Kiatnakin Phatra recently released a a book called 50 Years: The Making of the Modern Thai Economy to commemorate the 50th anniversary of their founding. The book summarizes key developments in Thailand’s economic history since the Second World War, and it’s certainly useful reference material if you have any interest in economics or development in Thailand.
I found the conclusion a particularly useful recap of the economic challenges that Thailand faces today. Because the book was written in Thai, I decided to summarize some parts of this last section here.
Thailand’s four economic traps
- The Middle Income Trap: Thailand has admirably developed into a middle income country but has been unable to advance further to becoming a high income country. This is because Thailand has tried to utilize the same strategies as the past to move forward — namely, exports produced by cheap labor — without investing in research and development or innovating. Now, with higher labor costs but no real means to add value to our products, Thailand is uncompetitive compared to both lower income and higher income countries.
- The External Dependency Trap: Thailand has depended on export-led growth and tourism to drive the economy. The country also depends on foreign technology and even foreign labor. The fragility of this strategy has been brutally revealed, however, by the economic crisis generated by the coronavirus crisis, which led to border closures.
- The Debt Trap: Financial developments in the past few decades have made it more easier than ever for Thais to access sources of credit. But this has also saddled both households and businesses with more debt. Should the economy experienced a prolonged slump, it becomes increasingly likely that they will be unable to meet their financial obligations.
- The Inequality Trap: Although Thailand has significantly reduced poverty, growth and prosperity remains concentrated in the hands of the few. This creates a vicious cycle where both poorer households and smaller businesses are disadvantaged and unable to compete.

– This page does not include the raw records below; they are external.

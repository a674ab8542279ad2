//! MVID error codes.

use std::io;

pub type MvResult<T> = Result<T, MvError>;

/// Broad classification of an `MvError`.
#[derive(Clone,Copy,Debug,Eq,PartialEq)]
pub enum ErrorKind {
    /// The file is not a well-formed MVID container.
    Format,
    /// A frame's instruction stream or checksum is bad.
    Decode,
    /// A frame could not be written.
    Encode,
    /// Opening, mapping or reading the file failed.
    Io,
    /// A frame was requested out of order.
    Sequencing,
}

quick_error! {
    #[derive(Debug)]
    pub enum MvError {
        NoFile {
            display("File not found")
        }
        NotARegularFile {
            display("Not a regular file")
        }
        BadMagic {
            display("Bad magic")
        }
        BadVersion(version: u16) {
            display("Unsupported version {}", version)
        }
        BadDepth(bpp: u16) {
            display("Unsupported depth {} bpp", bpp)
        }
        WrongResolution(w: usize, h: usize) {
            display("Wrong resolution {}x{}", w, h)
        }
        BadFrameDuration {
            display("Bad frame duration")
        }
        Unfinished {
            display("File was not closed properly")
        }
        BadFrameTable(frame: usize) {
            display("Bad frame table entry {}", frame)
        }

        ZeroCount(pos: usize) {
            display("Zero count at word offset {}", pos)
        }
        Overrun(pos: usize) {
            display("Instruction at word offset {} runs past the end of the frame", pos)
        }
        Underrun(expected: usize, actual: usize) {
            display("Frame ended after {} of {} pixels", actual, expected)
        }
        Truncated {
            display("Truncated frame data")
        }
        BadInstruction(pos: usize) {
            display("Malformed instruction at word offset {}", pos)
        }
        BadPadding {
            display("Missing zero padding after end of frame")
        }
        ChecksumMismatch(frame: usize, expected: u32, actual: u32) {
            display("Frame {} checksum mismatch - expected {:08x}, got {:08x}",
                    frame, expected, actual)
        }

        NoPreviousFrame {
            display("No previous frame")
        }
        WrongBufferSize {
            display("Pixel buffer does not match the file")
        }
        ExceededLimit {
            display("Exceeded limit")
        }
        NoFrames {
            display("No frames written")
        }
        WriterStarted {
            display("Frames have already been written")
        }

        OutOfRange(offset: u64, len: usize) {
            display("Range {}+{} lies outside the file", offset, len)
        }
        Io(err: io::Error) {
            from()
            display("IO error: {}", err)
            cause(err)
        }

        NotDecoded(frame: usize) {
            display("Frame {} requested before its predecessor was decoded", frame)
        }
        NoSuchFrame(frame: usize) {
            display("No frame {}", frame)
        }
    }
}

impl MvError {
    /// Which part of the error taxonomy this error belongs to.
    pub fn kind(&self) -> ErrorKind {
        use self::MvError::*;
        match *self {
            BadMagic | BadVersion(..) | BadDepth(..) | WrongResolution(..)
                | BadFrameDuration | Unfinished | BadFrameTable(..)
                => ErrorKind::Format,

            ZeroCount(..) | Overrun(..) | Underrun(..) | Truncated
                | BadInstruction(..) | BadPadding | ChecksumMismatch(..)
                => ErrorKind::Decode,

            NoPreviousFrame | WrongBufferSize | ExceededLimit | NoFrames
                | WriterStarted
                => ErrorKind::Encode,

            NoFile | NotARegularFile | OutOfRange(..) | Io(..)
                => ErrorKind::Io,

            NotDecoded(..) | NoSuchFrame(..)
                => ErrorKind::Sequencing,
        }
    }
}

#[cfg(test)]
mod tests {
    use std::io;
    use super::{ErrorKind,MvError};

    #[test]
    fn test_error_kind() {
        assert_eq!(MvError::BadMagic.kind(), ErrorKind::Format);
        assert_eq!(MvError::Underrun(4, 3).kind(), ErrorKind::Decode);
        assert_eq!(MvError::NoPreviousFrame.kind(), ErrorKind::Encode);
        assert_eq!(MvError::NotDecoded(2).kind(), ErrorKind::Sequencing);

        let err: MvError = io::Error::new(io::ErrorKind::Other, "x").into();
        assert_eq!(err.kind(), ErrorKind::Io);
    }

    #[test]
    fn test_display() {
        let err = MvError::ChecksumMismatch(3, 0x1234, 0xABCD);
        assert_eq!(format!("{}", err),
                "Frame 3 checksum mismatch - expected 00001234, got 0000abcd");
    }
}
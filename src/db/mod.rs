// Relational persistence: repository-per-entity over sqlx/Postgres, plus the
// engine-facing `GamePersistence` seam that the scheduler and game loops
// consume. The seam exists so gameplay logic never touches a pool directly.

pub mod game;
pub mod game_player;
pub mod player_answer;
pub mod question;
pub mod user;

use async_trait::async_trait;
use chrono::{DateTime, Utc};
use serde::Serialize;
use sqlx::PgPool;
use sqlx::prelude::FromRow;
use uuid::Uuid;

use crate::errors::AppError;
use crate::models::{Game, PlayerAnswer, PlayerStatus, Question};

pub use game::GameRepository;
pub use game_player::GamePlayerRepository;
pub use player_answer::PlayerAnswerRepository;
pub use question::QuestionRepository;
pub use user::UserRepository;

/// One roster row: a game player joined with the transport identity needed to
/// reach them.
#[derive(Debug, Clone, Serialize, FromRow)]
#[serde(rename_all = "camelCase")]
pub struct RosterEntry {
    pub user_id: Uuid,
    pub handle: String,
    pub status: PlayerStatus,
}

/// Everything the game engine and scheduler need from durable storage.
#[async_trait]
pub trait GamePersistence: Send + Sync {
    /// Scheduled games whose start instant has passed.
    async fn due_scheduled(&self, now: DateTime<Utc>) -> Result<Vec<Game>, AppError>;

    /// Expire scheduled games that missed their start by more than the grace
    /// window. Returns how many rows flipped.
    async fn expire_overdue(&self, cutoff: DateTime<Utc>) -> Result<u64, AppError>;

    /// Compare-and-set fence: `scheduled -> pre_game`. Returns false when a
    /// concurrent sweep won the transition.
    async fn try_begin(&self, game_id: Uuid) -> Result<bool, AppError>;

    async fn mark_in_progress(&self, game_id: Uuid) -> Result<(), AppError>;

    async fn game(&self, game_id: Uuid) -> Result<Game, AppError>;

    /// The next scheduled game by start instant, used by the chat join flow.
    async fn next_scheduled(&self) -> Result<Option<Game>, AppError>;

    /// Questions of a game in strict `question_order`.
    async fn questions(&self, game_id: Uuid) -> Result<Vec<Question>, AppError>;

    async fn roster(&self, game_id: Uuid) -> Result<Vec<RosterEntry>, AppError>;

    async fn register_player(&self, game_id: Uuid, user_id: Uuid) -> Result<(), AppError>;

    /// Flip every registered player to alive when the game starts.
    async fn activate_roster(&self, game_id: Uuid) -> Result<(), AppError>;

    async fn set_question_index(&self, game_id: Uuid, index: i32) -> Result<(), AppError>;

    /// Durable bookkeeping after one question's evaluation: survivors gain a
    /// correct answer, the eliminated flip status, everyone alive at the
    /// question counts one more total.
    async fn record_question_outcome(
        &self,
        game_id: Uuid,
        question_index: i32,
        survivors: &[Uuid],
        eliminated: &[Uuid],
    ) -> Result<(), AppError>;

    /// Batch-write evaluated answers for reporting. Best-effort at call
    /// sites; uniqueness on `(game_id, user_id, question_id)` absorbs
    /// redelivery.
    async fn persist_answers(&self, rows: &[PlayerAnswer]) -> Result<(), AppError>;

    async fn finish_game(
        &self,
        game_id: Uuid,
        winners: &[Uuid],
        ended_at: DateTime<Utc>,
    ) -> Result<(), AppError>;

    async fn cancel_game(&self, game_id: Uuid) -> Result<(), AppError>;
}

/// Postgres-backed implementation delegating to the per-entity repositories.
#[derive(Clone)]
pub struct PgGamePersistence {
    games: GameRepository,
    questions: QuestionRepository,
    players: GamePlayerRepository,
    answers: PlayerAnswerRepository,
}

impl PgGamePersistence {
    pub fn new(pool: PgPool) -> Self {
        Self {
            games: GameRepository::new(pool.clone()),
            questions: QuestionRepository::new(pool.clone()),
            players: GamePlayerRepository::new(pool.clone()),
            answers: PlayerAnswerRepository::new(pool),
        }
    }
}

#[async_trait]
impl GamePersistence for PgGamePersistence {
    async fn due_scheduled(&self, now: DateTime<Utc>) -> Result<Vec<Game>, AppError> {
        self.games.due_scheduled(now).await
    }

    async fn expire_overdue(&self, cutoff: DateTime<Utc>) -> Result<u64, AppError> {
        self.games.expire_overdue(cutoff).await
    }

    async fn try_begin(&self, game_id: Uuid) -> Result<bool, AppError> {
        self.games.try_begin(game_id).await
    }

    async fn mark_in_progress(&self, game_id: Uuid) -> Result<(), AppError> {
        self.games.mark_in_progress(game_id).await
    }

    async fn game(&self, game_id: Uuid) -> Result<Game, AppError> {
        self.games.get(game_id).await
    }

    async fn next_scheduled(&self) -> Result<Option<Game>, AppError> {
        self.games.next_scheduled().await
    }

    async fn questions(&self, game_id: Uuid) -> Result<Vec<Question>, AppError> {
        self.questions.for_game(game_id).await
    }

    async fn roster(&self, game_id: Uuid) -> Result<Vec<RosterEntry>, AppError> {
        self.players.roster(game_id).await
    }

    async fn register_player(&self, game_id: Uuid, user_id: Uuid) -> Result<(), AppError> {
        self.players.register(game_id, user_id).await
    }

    async fn activate_roster(&self, game_id: Uuid) -> Result<(), AppError> {
        self.players.activate_all(game_id).await
    }

    async fn set_question_index(&self, game_id: Uuid, index: i32) -> Result<(), AppError> {
        self.games.set_question_index(game_id, index).await
    }

    async fn record_question_outcome(
        &self,
        game_id: Uuid,
        question_index: i32,
        survivors: &[Uuid],
        eliminated: &[Uuid],
    ) -> Result<(), AppError> {
        self.players
            .record_question_outcome(game_id, question_index, survivors, eliminated)
            .await
    }

    async fn persist_answers(&self, rows: &[PlayerAnswer]) -> Result<(), AppError> {
        self.answers.insert_batch(rows).await
    }

    async fn finish_game(
        &self,
        game_id: Uuid,
        winners: &[Uuid],
        ended_at: DateTime<Utc>,
    ) -> Result<(), AppError> {
        self.players.mark_winners(game_id, winners).await?;
        self.games
            .finish(game_id, winners.len() as i32, ended_at)
            .await
    }

    async fn cancel_game(&self, game_id: Uuid) -> Result<(), AppError> {
        self.games.cancel(game_id).await
    }
}
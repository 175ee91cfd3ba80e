use uuid::Uuid;

use super::GamePlayerRepository;
use crate::errors::AppError;

impl GamePlayerRepository {
    /// Flip every registered player to alive at game start.
    pub async fn activate_all(&self, game_id: Uuid) -> Result<(), AppError> {
        sqlx::query(
            "UPDATE game_players SET status = 'alive'
             WHERE game_id = $1 AND status = 'registered'",
        )
        .bind(game_id)
        .execute(&self.pool)
        .await?;
        Ok(())
    }

    /// Apply one question's verdicts: everyone alive at the question counts
    /// one more answered round, survivors also gain a correct answer, and the
    /// eliminated flip status with the question index recorded.
    pub async fn record_question_outcome(
        &self,
        game_id: Uuid,
        question_index: i32,
        survivors: &[Uuid],
        eliminated: &[Uuid],
    ) -> Result<(), AppError> {
        let mut tx = self.pool.begin().await?;

        if !survivors.is_empty() {
            sqlx::query(
                "UPDATE game_players
                 SET correct_count = correct_count + 1,
                     total_count = total_count + 1
                 WHERE game_id = $1 AND user_id = ANY($2)",
            )
            .bind(game_id)
            .bind(survivors)
            .execute(&mut *tx)
            .await?;
        }

        if !eliminated.is_empty() {
            sqlx::query(
                "UPDATE game_players
                 SET status = 'eliminated',
                     eliminated_at_question = $3,
                     total_count = total_count + 1
                 WHERE game_id = $1 AND user_id = ANY($2) AND status = 'alive'",
            )
            .bind(game_id)
            .bind(eliminated)
            .bind(question_index)
            .execute(&mut *tx)
            .await?;
        }

        tx.commit().await?;
        Ok(())
    }

    pub async fn mark_winners(&self, game_id: Uuid, winners: &[Uuid]) -> Result<(), AppError> {
        if winners.is_empty() {
            return Ok(());
        }
        sqlx::query(
            "UPDATE game_players SET status = 'winner'
             WHERE game_id = $1 AND user_id = ANY($2)",
        )
        .bind(game_id)
        .bind(winners)
        .execute(&self.pool)
        .await?;
        Ok(())
    }
}
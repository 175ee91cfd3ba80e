/// Round to two decimal places with banker's rounding (round half to even),
/// so repeated splits do not drift in one direction.
pub fn round2(amount: f64) -> f64 {
    (amount * 100.0).round_ties_even() / 100.0
}

/// Even split of the pool across the winners. A zero-winner game keeps the
/// divisor at 1 so the value stays finite.
pub fn split_prize(prize_pool: f64, winner_count: usize) -> f64 {
    round2(prize_pool / winner_count.max(1) as f64)
}
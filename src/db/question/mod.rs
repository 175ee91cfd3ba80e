// Question repository: per-game question banks.

pub mod create;
mod read;

pub use create::NewQuestion;

use sqlx::PgPool;

/// Question repository (wraps the Postgres pool).
#[derive(Clone)]
pub struct QuestionRepository {
    pub(crate) pool: PgPool,
}

impl QuestionRepository {
    pub fn new(pool: PgPool) -> Self {
        Self { pool }
    }
}

pub(crate) const QUESTION_COLUMNS: &str =
    "id, game_id, question_order, text, correct_answer, options, time_limit_ms";
use std::sync::Arc;
use std::time::Duration;

use chrono::Utc;
use tokio::task::JoinHandle;
use tokio::time::{self, MissedTickBehavior};

use crate::db::GamePersistence;
use crate::engine::{GameEngine, GameEvent};
use crate::errors::AppError;

/// Upper bound on one sweep; a sweep that cannot finish in time yields and
/// lets the next tick retry.
const SWEEP_TIME_LIMIT: Duration = Duration::from_secs(1);

/// Periodic sweep that starts due games and expires missed ones.
///
/// Idempotent across instances: the persistence layer's compare-and-set on
/// status is the fence, so a game whose transition another sweep already won
/// is skipped without a duplicate `GameStart`.
pub struct GameScheduler {
    engine: Arc<GameEngine>,
    persistence: Arc<dyn GamePersistence>,
    period: Duration,
    expiry_grace: Duration,
}

impl GameScheduler {
    pub fn new(engine: Arc<GameEngine>, persistence: Arc<dyn GamePersistence>) -> Self {
        let config = engine.config();
        let period = config.scheduler_period;
        let expiry_grace = config.expiry_grace;
        Self {
            engine,
            persistence,
            period,
            expiry_grace,
        }
    }

    pub fn spawn(self) -> JoinHandle<()> {
        tokio::spawn(async move {
            let mut ticker = time::interval(self.period);
            // A slow sweep skips ticks instead of bunching them up.
            ticker.set_missed_tick_behavior(MissedTickBehavior::Delay);
            loop {
                ticker.tick().await;
                match time::timeout(SWEEP_TIME_LIMIT, self.sweep()).await {
                    Ok(Ok(())) => {}
                    Ok(Err(e)) => {
                        tracing::warn!(error = %e, "scheduler sweep failed, retrying next tick");
                    }
                    Err(_) => {
                        tracing::warn!("scheduler sweep overran its bound");
                    }
                }
            }
        })
    }

    async fn sweep(&self) -> Result<(), AppError> {
        let now = Utc::now();

        let expiry_cutoff = now
            - chrono::Duration::from_std(self.expiry_grace)
                .unwrap_or_else(|_| chrono::Duration::seconds(60));
        let expired = self.persistence.expire_overdue(expiry_cutoff).await?;
        if expired > 0 {
            tracing::warn!(expired, "expired games that missed their start window");
        }

        for game in self.persistence.due_scheduled(now).await? {
            // The CAS is the only start authority; losing it means another
            // instance owns this game.
            if self.persistence.try_begin(game.id).await? {
                tracing::info!(game_id = %game.id, start_at = %game.start_at, "starting game");
                self.engine
                    .publish(GameEvent::GameStart { game_id: game.id })
                    .await;
            }
        }
        Ok(())
    }
}
// QRush backend: sudden-death trivia games over the WhatsApp Business API.

pub mod config;
pub mod db;
pub mod engine;
pub mod errors;
mod middleware;
pub use middleware::cors_layer;
pub mod http;
pub mod models;
pub mod outbound;
pub mod state;
pub mod store;
pub mod transport;
pub mod webhook;

use axum::Router;
use state::AppState;
use std::net::SocketAddr;
use tokio::signal;

/// Start the HTTP server: admin API plus the transport webhook. The game
/// engine, scheduler, and outbound workers come up with the state.
pub async fn start_server() {
    dotenvy::dotenv().ok();
    tracing_subscriber::fmt::init();

    let state = AppState::new()
        .await
        .expect("Failed to initialize application state");

    tracing::info!("PostgreSQL and Redis connection pools established");

    let app = Router::new()
        .merge(http::create_http_routes(state.clone()))
        .merge(webhook::create_webhook_routes(state.clone()))
        .layer(tower_http::trace::TraceLayer::new_for_http())
        .layer(cors_layer())
        .fallback(|| async { "404 Not Found" });

    let port = std::env::var("PORT")
        .ok()
        .and_then(|s| s.parse::<u16>().ok())
        .unwrap_or(3001);

    let listener = tokio::net::TcpListener::bind(format!("0.0.0.0:{port}"))
        .await
        .expect("Failed to bind address");

    tracing::info!("Server listening on port {}", port);

    let server = axum::serve(
        listener,
        app.into_make_service_with_connect_info::<SocketAddr>(),
    )
    .with_graceful_shutdown(shutdown_signal());

    if let Err(e) = server.await {
        tracing::error!("Server error: {}", e);
    }
}

/// Handle graceful shutdown on SIGTERM or Ctrl+C
async fn shutdown_signal() {
    let ctrl_c = async {
        signal::ctrl_c()
            .await
            .expect("failed to install Ctrl+C handler");
    };

    #[cfg(unix)]
    let terminate = async {
        signal::unix::signal(signal::unix::SignalKind::terminate())
            .expect("failed to install signal handler")
            .recv()
            .await;
    };

    #[cfg(not(unix))]
    let terminate = std::future::pending::<()>();

    tokio::select! {
        _ = ctrl_c => {
            tracing::info!("Ctrl+C received, shutting down");
        },
        _ = terminate => {
            tracing::info!("SIGTERM received, shutting down");
        },
    }
}
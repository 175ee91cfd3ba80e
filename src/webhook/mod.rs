// Webhook surface: the transport calls us here with inbound player events.
//
// The HTTP layer verifies the shared secret, ACKs inside the transport's
// timeout, and defers all domain work to the dispatcher on a detached task.

pub mod dispatcher;
pub mod envelope;

pub use dispatcher::{Intent, WebhookDispatcher, classify};
pub use envelope::WebhookEnvelope;

use std::collections::HashMap;

use axum::extract::{Query, Request, State};
use axum::http::{HeaderMap, StatusCode};
use axum::middleware::{Next, from_fn};
use axum::routing::get;
use axum::{Json, Router};

use crate::middleware::{constant_time_eq, ip_limiter, ip_rate_limit};
use crate::state::AppState;

/// Per-IP quota on the webhook endpoint; the transport batches deliveries
/// aggressively, so this sits far above the admin quota.
const WEBHOOK_RATE_PER_MINUTE: u32 = 3_000;

pub fn create_webhook_routes(state: AppState) -> Router {
    let limiter = ip_limiter(WEBHOOK_RATE_PER_MINUTE);
    Router::new()
        .route("/webhook", get(verify).post(receive))
        .layer(from_fn(move |request: Request, next: Next| {
            let limiter = limiter.clone();
            async move { ip_rate_limit(limiter, request, next).await }
        }))
        .with_state(state)
}

/// Transport verification handshake: echo the challenge iff the verify token
/// matches the shared secret.
async fn verify(
    State(state): State<AppState>,
    Query(params): Query<HashMap<String, String>>,
) -> Result<String, StatusCode> {
    let mode = params.get("hub.mode").map(String::as_str);
    let token = params.get("hub.verify_token").map(String::as_str);
    let challenge = params.get("hub.challenge");

    if mode == Some("subscribe")
        && token.is_some_and(|t| {
            constant_time_eq(t.as_bytes(), state.config.webhook_secret.as_bytes())
        })
    {
        Ok(challenge.cloned().unwrap_or_default())
    } else {
        tracing::warn!("webhook verification failed");
        Err(StatusCode::FORBIDDEN)
    }
}

/// Inbound event delivery. Parsing and secret comparison happen inline; the
/// domain handling is spawned so the transport always gets its ACK in time.
async fn receive(
    State(state): State<AppState>,
    headers: HeaderMap,
    Json(envelope): Json<WebhookEnvelope>,
) -> Result<&'static str, StatusCode> {
    let presented = headers
        .get("x-webhook-secret")
        .and_then(|v| v.to_str().ok())
        .unwrap_or_default();
    if !constant_time_eq(presented.as_bytes(), state.config.webhook_secret.as_bytes()) {
        tracing::warn!("webhook delivery with bad secret rejected");
        return Err(StatusCode::FORBIDDEN);
    }

    let dispatcher = state.dispatcher.clone();
    tokio::spawn(async move {
        dispatcher.dispatch(envelope).await;
    });

    Ok("EVENT_RECEIVED")
}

Thailand’s four weakening economic engines
- Population structure: Thailand’s aging population meant that since 2010, the working population has been gradually decreasing. This trend will continue, meaning that Thailand will experience labor shortages and the welfare state will come under increasing pressure.
- National resources: Thailand’s natural resources are being depleted, including natural gas in the Gulf of Thailand. Tourist destinations are also deteriorating faster than nature can recover.
- Exports: The competitiveness of Thailand’s exports has gradually declined as our costs of production has increased.
- State capability: The costs of maintaining Thailand’s bureaucracy have increased even as the capability of the bureaucratic system has declined. Laws and regulations have become increasingly outdated, making it difficult to do business. Corruption remains an issue.
Four key challenges for the Thai economy
- Technological change: Digital technology has led to advances in agritech, medtech and fintech. We are also seeing the role of the platform economy and the sharing economy. However, technological change will exacerbate the digital divide and automation poses a risk to low-skilled labor.
- Climate change: Thailand’s agricultural sector is particularly vulnerable to climate change, while several industrial centers are placed near Bangkok which is at risk due to the potential of sea level rise. Climate change will also pose an issue to Thai exports as some countries discriminate against products that are not environmentally friendly.
- Geopolitics: Thailand has tried to maintain friendships with both the United States and China, but as competition between the two intensifies, Thailand will find this balancing act more difficult.
- Political conflict: The generational gap in political attitudes has become ever-more difficult to reconcile. Political uncertainty will continue to damage Thailand’s economic stability and harm its competitiveness.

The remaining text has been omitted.